Irídea esencia

For tenor saxophone and hi-hat (2022)

At a sufficiently high temperature, any union of materials is possible: heat (the eternal entropy) is a hand that shuffles the cards of any deck. The combination of saxophone and percussion was conceived in the crucible of jazz, originating a formation that has become a classic of our days (perhaps the contemporary equivalent of what once the violin-piano duo represented), thanks to its glaring energetic potential.

Irídea esencia continues the exploration of sound-color correlations of my recent works, willingly restricting the choice of percussions to the sole hi-hat, so as to showcase the varied sonic palette made available through unconventional playing techniques. The hi-hat is seen as a resonating chamber whose shape and dimensions can be continuously modified through different combinations between pedalwork (changing the distance between cymbals), left hand muting techniques and right-hand percussive actions.
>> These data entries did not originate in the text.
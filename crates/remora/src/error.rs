#[derive(Debug, Clone, PartialEq, Eq, thiserror::Error)]
pub enum Error {
    #[error("origin vertex {vertex} is not in the graph")]
    MissingOrigin { vertex: String },

    #[error("destination vertex {vertex} is not in the graph")]
    MissingDestination { vertex: String },
}

pub type Result<T> = std::result::Result<T, Error>;
//! Attachment downloads of processed outputs

use crate::constants::{BATCH_ARCHIVE_NAME, MISSING_FILES_HEADER};
use crate::error::HttpAppError;
use crate::handlers::{file_response, image_response};
use crate::state::AppState;
use axum::{
    extract::{Path, Query, State},
    http::{HeaderValue, StatusCode},
    response::{IntoResponse, Response},
    Json,
};
use imagelab_core::AppError;
use serde::Deserialize;
use serde_json::json;
use std::sync::Arc;

#[derive(Debug, Deserialize)]
pub struct BatchQuery {
    /// Comma-separated processed file names.
    pub files: Option<String>,
}

pub async fn download_single(
    State(state): State<Arc<AppState>>,
    Path(filename): Path<String>,
) -> Result<Response, HttpAppError> {
    let data = state.processing.read_processed(&filename).await?;
    image_response(data, &filename, true)
}

/// Bundle processed outputs into `images.zip`.
///
/// Unknown names do not fail the request as long as one file is found; they are
/// listed in the `X-Missing-Files` header instead.
#[tracing::instrument(skip(state, query))]
pub async fn download_batch(
    State(state): State<Arc<AppState>>,
    Query(query): Query<BatchQuery>,
) -> Result<Response, HttpAppError> {
    let Some(files) = query.files.filter(|f| !f.trim().is_empty()) else {
        return Err(AppError::BadRequest(
            "No files specified. Use ?files=file1.jpg,file2.jpg".to_string(),
        )
        .into());
    };

    let names: Vec<String> = files
        .split(',')
        .map(str::trim)
        .filter(|n| !n.is_empty())
        .map(String::from)
        .collect();
    if names.is_empty() {
        return Err(AppError::BadRequest("No valid files specified".to_string()).into());
    }

    let batch = state.processing.batch_archive(&names).await?;

    let Some(archive) = batch.archive else {
        tracing::debug!(missing = ?batch.missing, "No requested files found");
        let body = json!({
            "error": "None of the requested files were found",
            "code": "NOT_FOUND",
            "missing": batch.missing,
        });
        return Ok((StatusCode::NOT_FOUND, Json(body)).into_response());
    };

    let mut response = file_response(archive, BATCH_ARCHIVE_NAME, "application/zip", true)?;
    if !batch.missing.is_empty() {
        match HeaderValue::from_str(&batch.missing.join(",")) {
            Ok(value) => {
                response.headers_mut().insert(MISSING_FILES_HEADER, value);
            }
            Err(e) => tracing::warn!(error = %e, "Missing file names not representable as a header"),
        }
    }

    Ok(response)
}
use imagelab_core::Config;
use std::io::Cursor;
use std::path::Path;

/// Reasons an upload is rejected
#[derive(Debug, Clone, PartialEq, Eq, thiserror::Error)]
pub enum ValidationError {
    #[error("File too large: {size} bytes (max: {max} bytes)")]
    FileTooLarge { size: usize, max: usize },

    #[error("Invalid file extension: {extension} (allowed: {allowed:?})")]
    InvalidExtension {
        extension: String,
        allowed: Vec<String>,
    },

    #[error("Missing file extension: {0}")]
    MissingExtension(String),

    #[error("Empty file")]
    EmptyFile,

    #[error("Not a valid image: {0}")]
    InvalidImage(String),
}

/// Outcome of validating one upload. Every check runs; all failures are kept.
#[derive(Debug, Clone, Default, PartialEq, Eq)]
pub struct ValidationReport {
    pub errors: Vec<ValidationError>,
}

impl ValidationReport {
    pub fn is_ok(&self) -> bool {
        self.errors.is_empty()
    }

    /// Human-readable error strings, one per failed check.
    pub fn messages(&self) -> Vec<String> {
        self.errors.iter().map(ToString::to_string).collect()
    }
}

/// Upload validator
///
/// Checks extension, size and decodability independently so a client sees every
/// problem with a file at once.
#[derive(Debug, Clone)]
pub struct ImageValidator {
    max_file_size: usize,
    allowed_extensions: Vec<String>,
}

impl ImageValidator {
    pub fn new(max_file_size: usize, allowed_extensions: Vec<String>) -> Self {
        Self {
            max_file_size,
            allowed_extensions,
        }
    }

    pub fn from_config(config: &Config) -> Self {
        Self::new(config.max_file_size_bytes, config.allowed_extensions.clone())
    }

    /// Whether `filename` carries one of the allowed extensions.
    pub fn has_allowed_extension(&self, filename: &str) -> bool {
        self.validate_extension(filename).is_ok()
    }

    /// Validate file size
    pub fn validate_file_size(&self, size: usize) -> Result<(), ValidationError> {
        if size == 0 {
            return Err(ValidationError::EmptyFile);
        }

        if size > self.max_file_size {
            return Err(ValidationError::FileTooLarge {
                size,
                max: self.max_file_size,
            });
        }

        Ok(())
    }

    /// Validate file extension
    pub fn validate_extension(&self, filename: &str) -> Result<(), ValidationError> {
        let extension = Path::new(filename)
            .extension()
            .and_then(|e| e.to_str())
            .map(|e| e.to_lowercase())
            .ok_or_else(|| ValidationError::MissingExtension(filename.to_string()))?;

        if !self.allowed_extensions.contains(&extension) {
            return Err(ValidationError::InvalidExtension {
                extension,
                allowed: self.allowed_extensions.clone(),
            });
        }

        Ok(())
    }

    /// Validate that the bytes decode as an image.
    pub fn validate_content(&self, data: &[u8]) -> Result<(), ValidationError> {
        image::ImageReader::new(Cursor::new(data))
            .with_guessed_format()
            .map_err(|e| ValidationError::InvalidImage(e.to_string()))?
            .decode()
            .map_err(|e| ValidationError::InvalidImage(e.to_string()))?;
        Ok(())
    }

    /// Run every check and collect the failures.
    pub fn validate(&self, filename: &str, data: &[u8]) -> ValidationReport {
        let errors = [
            self.validate_extension(filename),
            self.validate_file_size(data.len()),
            self.validate_content(data),
        ]
        .into_iter()
        .filter_map(Result::err)
        .collect();

        ValidationReport { errors }
    }
}

#[cfg(test)]
mod tests {
    use super::*;
    use image::{ImageFormat, Rgb, RgbImage};

    fn validator() -> ImageValidator {
        ImageValidator::from_config(&Config::default())
    }

    fn encoded(format: ImageFormat) -> Vec<u8> {
        let img = RgbImage::from_pixel(16, 16, Rgb([200, 40, 10]));
        let mut buffer = Vec::new();
        img.write_to(&mut Cursor::new(&mut buffer), format).unwrap();
        buffer
    }

    #[test]
    fn test_accepts_every_supported_extension() {
        let validator = validator();
        for ext in ["png", "jpg", "jpeg", "gif", "bmp", "tiff", "webp"] {
            let format = ImageFormat::from_extension(ext).unwrap();
            let data = encoded(format);
            let report = validator.validate(&format!("photo.{}", ext), &data);
            assert!(report.is_ok(), "{}: {:?}", ext, report.messages());
        }
    }

    #[test]
    fn test_rejects_truncated_stream_with_valid_extension() {
        let validator = validator();
        for ext in ["png", "jpg", "gif", "bmp", "tiff", "webp"] {
            let format = ImageFormat::from_extension(ext).unwrap();
            let data = encoded(format);
            let truncated = &data[..data.len() / 3];
            let report = validator.validate(&format!("photo.{}", ext), truncated);
            assert!(!report.is_ok(), "{} should be rejected", ext);
            assert!(report
                .errors
                .iter()
                .all(|e| matches!(e, ValidationError::InvalidImage(_))));
        }
    }

    #[test]
    fn test_rejects_non_image_bytes() {
        let report = validator().validate("notes.png", b"definitely not an image");
        assert_eq!(report.errors.len(), 1);
        assert!(matches!(report.errors[0], ValidationError::InvalidImage(_)));
    }

    #[test]
    fn test_collects_independent_failures() {
        let validator = ImageValidator::new(4, vec!["png".to_string()]);
        let report = validator.validate("script.exe", b"MZ not an image");

        assert_eq!(report.errors.len(), 3);
        assert!(matches!(
            report.errors[0],
            ValidationError::InvalidExtension { .. }
        ));
        assert!(matches!(
            report.errors[1],
            ValidationError::FileTooLarge { size: 15, max: 4 }
        ));
        assert_eq!(report.messages().len(), 3);
    }

    #[test]
    fn test_validate_file_size() {
        let validator = ImageValidator::new(16 * 1024 * 1024, vec![]);
        assert_eq!(
            validator.validate_file_size(0),
            Err(ValidationError::EmptyFile)
        );
        assert!(validator.validate_file_size(16 * 1024 * 1024).is_ok());
        assert!(validator.validate_file_size(16 * 1024 * 1024 + 1).is_err());
    }

    #[test]
    fn test_extension_is_case_insensitive() {
        let validator = validator();
        assert!(validator.validate_extension("HOLIDAY.JPG").is_ok());
        assert_eq!(
            validator.validate_extension("README"),
            Err(ValidationError::MissingExtension("README".to_string()))
        );
    }
}
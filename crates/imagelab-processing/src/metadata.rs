//! Image metadata extraction
//!
//! Only headers are read: dimensions and pixel layout come from the decoder without
//! decoding pixel data, so listing a large gallery stays cheap.

use crate::error::{ProcessingError, ProcessingResult};
use image::{ColorType, ImageDecoder, ImageFormat, ImageReader};
use imagelab_core::ImageMetadata;
use std::io::Cursor;

/// Upper-case container name for a format, e.g. "PNG".
pub fn format_name(format: ImageFormat) -> String {
    match format {
        ImageFormat::Png => "PNG".to_string(),
        ImageFormat::Jpeg => "JPEG".to_string(),
        ImageFormat::Gif => "GIF".to_string(),
        ImageFormat::Bmp => "BMP".to_string(),
        ImageFormat::Tiff => "TIFF".to_string(),
        ImageFormat::WebP => "WEBP".to_string(),
        other => format!("{:?}", other).to_uppercase(),
    }
}

/// Pixel layout name for a color type ("L", "LA", "RGB" or "RGBA").
pub fn mode_name(color: ColorType) -> &'static str {
    match color {
        ColorType::L8 | ColorType::L16 => "L",
        ColorType::La8 | ColorType::La16 => "LA",
        ColorType::Rgba8 | ColorType::Rgba16 | ColorType::Rgba32F => "RGBA",
        _ => "RGB",
    }
}

/// Read width, height, format and mode from encoded bytes.
pub fn extract_metadata(data: &[u8]) -> ProcessingResult<ImageMetadata> {
    let reader = ImageReader::new(Cursor::new(data))
        .with_guessed_format()
        .map_err(|e| ProcessingError::Decode(image::ImageError::IoError(e)))?;

    let format = reader
        .format()
        .ok_or_else(|| ProcessingError::UnsupportedFormat("unrecognized image data".to_string()))?;

    let decoder = reader.into_decoder().map_err(ProcessingError::Decode)?;
    let (width, height) = decoder.dimensions();

    Ok(ImageMetadata {
        width,
        height,
        format: format_name(format),
        mode: mode_name(decoder.color_type()).to_string(),
        size_bytes: data.len() as u64,
    })
}
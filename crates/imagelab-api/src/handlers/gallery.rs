//! Upload, listing, retrieval and deletion of gallery images

use crate::constants::UPLOAD_FIELD;
use crate::error::HttpAppError;
use crate::handlers::image_response;
use crate::state::AppState;
use axum::{
    extract::{multipart::MultipartError, Multipart, Path, State},
    http::StatusCode,
    response::Response,
    Json,
};
use imagelab_core::{AppError, ImageInfo, StoredImage};
use imagelab_processing::UploadFailure;
use serde::Serialize;
use std::sync::Arc;

#[derive(Debug, Serialize)]
pub struct UploadResponse {
    pub message: String,
    pub successful_uploads: Vec<StoredImage>,
    pub failed_uploads: Vec<UploadFailure>,
    pub total_uploaded: usize,
}

#[derive(Debug, Serialize)]
pub struct GalleryResponse {
    pub images: Vec<StoredImage>,
    pub total: usize,
}

#[derive(Debug, Serialize)]
pub struct MessageResponse {
    pub message: String,
}

fn multipart_error(err: MultipartError) -> HttpAppError {
    let app = if err.status() == StatusCode::PAYLOAD_TOO_LARGE {
        AppError::PayloadTooLarge(err.body_text())
    } else {
        AppError::BadRequest(format!("Invalid multipart body: {}", err.body_text()))
    };
    HttpAppError(app)
}

/// Upload one or more images in the repeated multipart field `files`.
///
/// Files are validated independently; rejected files are reported in
/// `failed_uploads` and never stop the rest of the batch.
///
/// # Errors
/// - `AppError::BadRequest` - no files, or a malformed multipart body
/// - `AppError::InvalidInput` - more files than `MAX_FILES_PER_UPLOAD`
#[tracing::instrument(skip(state, multipart), fields(operation = "upload_images"))]
pub async fn upload_images(
    State(state): State<Arc<AppState>>,
    mut multipart: Multipart,
) -> Result<Json<UploadResponse>, HttpAppError> {
    let mut files = Vec::new();

    while let Some(field) = multipart.next_field().await.map_err(multipart_error)? {
        if field.name() != Some(UPLOAD_FIELD) {
            continue;
        }
        let filename = match field.file_name() {
            Some(name) if !name.is_empty() => name.to_string(),
            _ => continue,
        };
        let data = field.bytes().await.map_err(multipart_error)?;
        files.push((filename, data.to_vec()));
    }

    if files.is_empty() {
        return Err(AppError::BadRequest("No files provided".to_string()).into());
    }

    let outcome = state.gallery().upload_batch(files).await?;
    let total_uploaded = outcome.successful.len();

    tracing::info!(
        uploaded = total_uploaded,
        failed = outcome.failed.len(),
        "Upload batch processed"
    );

    Ok(Json(UploadResponse {
        message: format!("{} file(s) uploaded successfully", total_uploaded),
        successful_uploads: outcome.successful,
        failed_uploads: outcome.failed,
        total_uploaded,
    }))
}

pub async fn list_gallery(
    State(state): State<Arc<AppState>>,
) -> Result<Json<GalleryResponse>, HttpAppError> {
    let images = state.gallery().list().await?;
    Ok(Json(GalleryResponse {
        total: images.len(),
        images,
    }))
}

/// Serve an uploaded image inline.
pub async fn get_image(
    State(state): State<Arc<AppState>>,
    Path(filename): Path<String>,
) -> Result<Response, HttpAppError> {
    let data = state.gallery().read(&filename).await?;
    image_response(data, &filename, false)
}

pub async fn image_info(
    State(state): State<Arc<AppState>>,
    Path(filename): Path<String>,
) -> Result<Json<ImageInfo>, HttpAppError> {
    Ok(Json(state.gallery().info(&filename).await?))
}

#[tracing::instrument(skip(state))]
pub async fn delete_image(
    State(state): State<Arc<AppState>>,
    Path(filename): Path<String>,
) -> Result<Json<MessageResponse>, HttpAppError> {
    if !state.gallery().delete(&filename).await? {
        return Err(AppError::NotFound(format!("File {} not found", filename)).into());
    }
    Ok(Json(MessageResponse {
        message: "Image deleted successfully".to_string(),
    }))
}
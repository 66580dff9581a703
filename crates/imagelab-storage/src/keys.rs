//! Key sanitization shared by every caller that turns client input into a storage key.

/// Reduce a client-supplied name to a safe base name.
///
/// Both `/` and `\` count as separators, so `../../etc/passwd` becomes `passwd`.
/// Returns `None` when nothing usable is left.
pub fn sanitize_filename(name: &str) -> Option<String> {
    let base = name
        .rsplit(['/', '\\'])
        .next()
        .unwrap_or_default()
        .trim();

    let cleaned: String = base
        .chars()
        .map(|c| {
            if c.is_ascii_alphanumeric() || matches!(c, '.' | '_' | '-') {
                c
            } else {
                '_'
            }
        })
        .collect();
    let cleaned = cleaned.trim_start_matches('.').to_string();

    if cleaned.is_empty() {
        None
    } else {
        Some(cleaned)
    }
}

#[cfg(test)]
mod tests {
    use super::*;

    #[test]
    fn test_sanitize_strips_directories() {
        assert_eq!(
            sanitize_filename("../../etc/passwd"),
            Some("passwd".to_string())
        );
        assert_eq!(
            sanitize_filename("C:\\Users\\me\\photo.png"),
            Some("photo.png".to_string())
        );
    }

    #[test]
    fn test_sanitize_replaces_unsafe_characters() {
        assert_eq!(
            sanitize_filename("my holiday photo (1).jpg"),
            Some("my_holiday_photo__1_.jpg".to_string())
        );
    }

    #[test]
    fn test_sanitize_rejects_empty_and_dot_names() {
        assert_eq!(sanitize_filename(""), None);
        assert_eq!(sanitize_filename("uploads/"), None);
        assert_eq!(sanitize_filename(".."), None);
        assert_eq!(sanitize_filename(".hidden"), Some("hidden".to_string()));
    }
}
The air contained inside this resonating chamber is transfigured, yielding multiple sound colors, and through this coloring of air a fundamental contact point is established between two instruments that seemingly have very little in common, establishing in this way the basis that made it possible to conceive this composition.

The title of the piece (translatable as “Iridian essence”) is both an allusion to the visual nature of human perception, both a wordplay in spanish for the phenomenon of iridescence (“Iridescencia”).